Natural fluorophores provide the great advantage in that they allow detection, discrimination, morphological analysis and quantification of microorganisms using FCM without the addition of dyes such as SYBR Green (66). FCM can thus be used to analyze phytoplankton from freshly collected environmental water samples by measuring relative cell size and intrinsic fluorescence profiles (67,68). Other accessory pigments in phytoplankton are the phycobilins and the carotenoids. Phycocyanins are a class of phycobilins present in all species of phototrophic cyanobacteria and have been widely used for detection of cyanobacteria. The red FCM (640 nm) maximally excites phycocyanins near their absorption maximum producing strong fluorescence emissions detected at 675 nm (66).
Due to these developments, FCM has become an established method for phytoplankton studies (67–69). The main advantage of this technique lays in the processing of samples at a high rates, allowing the analysis of a large number of individuals. Moreover, each analyzed cell is
characterized by several parameters, such as size, light scatter, and fluorescence emission, which allows estimates of the relative abundance of cells belonging to several groups. These approaches were used, for instance, for differentiating photosynthetic from non-photosynthetic prokaryotes, for measuring bacterial cell size and nucleic acid content and for estimating the relative activity and physiological state of each cell (68).
The potential of FCM as a fast tool for the characterization and counting of phototrophic sulfur bacteria has documented in the past. Purple and green sulfur bacteria from both laboratory strains and from environmental samples obtained from the stratified meromictic Lake Vilar (Spain) were detected and counted in unstained samples using a blue laser-based FCM (70).

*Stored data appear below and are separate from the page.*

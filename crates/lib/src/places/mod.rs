//! Nearby place search.
//!
//! The router asks for places through [`NearbySearch`]; [`GooglePlacesClient`]
//! implements it against the Google Places nearby-search endpoint.

mod google;

pub use google::{GooglePlacesClient, PlacesError};

use async_trait::async_trait;
use serde::Deserialize;

/// WGS-84 point.
#[derive(Debug, Clone, Copy, PartialEq)]
pub struct LatLng {
    pub lat: f64,
    pub lng: f64,
}

/// Nearby search request, always ranked by distance. Distance ranking forbids a
/// radius, so the query has no radius to send.
#[derive(Debug, Clone, PartialEq)]
pub struct NearbyQuery {
    pub location: LatLng,
    pub place_type: String,
    pub language: String,
    pub open_now: bool,
}

impl NearbyQuery {
    /// Open places of `place_type` nearest to `location`.
    pub fn open_nearest(location: LatLng, place_type: &str, language: &str) -> Self {
        Self {
            location,
            place_type: place_type.to_string(),
            language: language.to_string(),
            open_now: true,
        }
    }

    /// Query-string parameters, without the API key.
    pub fn params(&self) -> Vec<(&'static str, String)> {
        let mut params = vec![
            (
                "location",
                format!("{},{}", self.location.lat, self.location.lng),
            ),
            ("rankby", "distance".to_string()),
        ];
        if !self.place_type.is_empty() {
            params.push(("type", self.place_type.clone()));
        }
        if !self.language.is_empty() {
            params.push(("language", self.language.clone()));
        }
        if self.open_now {
            params.push(("opennow", "true".to_string()));
        }
        params
    }
}

/// One search result.
#[derive(Debug, Clone, PartialEq, Deserialize)]
pub struct Place {
    pub name: String,
    #[serde(default)]
    pub formatted_address: Option<String>,
    #[serde(default)]
    pub vicinity: String,
    /// Unrated places come back without a rating; treated as 0.
    #[serde(default)]
    pub rating: f64,
}

#[async_trait]
pub trait NearbySearch: Send + Sync {
    /// Places matching the query, in the order the service ranked them.
    async fn nearby(&self, query: &NearbyQuery) -> Result<Vec<Place>, PlacesError>;
}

Moreover, variations in cell-specific pigment content and the dynamics of sulfur accumulation were also quantified using FCM as sulfur accumulation changes the light scatter characteristic of the phototrophic cells. Therefore, the rapid identification and the physiological characterization provided by FCM could be applied in complex ecophysiological experiments in natural environments.

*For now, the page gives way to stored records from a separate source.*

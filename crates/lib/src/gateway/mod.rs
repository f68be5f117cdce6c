//! Gateway: the HTTP surface LINE delivers webhooks to.
//!
//! Single port serves `POST /callback` (signed event batches) and `GET /` (health).

mod server;

pub use server::{build_app, build_state, run_gateway, GatewayState};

In detailed studies of bacterial populations analysis, FCM combined with flow cell sorting (also known as fluorescence-activated cell sorting – FACS) has been applied to concentrate and count subpopulations from complex bacterial communities (71,72). FCM has also been combined with radioactive or stable isotope incubations of the sorted sub-populations in order to measure the metabolic activity of specific functional groups (73). In a recent study, samples from Lake Cadagno incubated with 15N2 and 13CO2 were flow cell sorted using gating criteria based on the auto-fluorescence signature of the green sulfur bacterium Chlorobium phaeobacteroides. The sorted cells were subsequently transferred to a filter membrane for NanoSIMS analysis (54).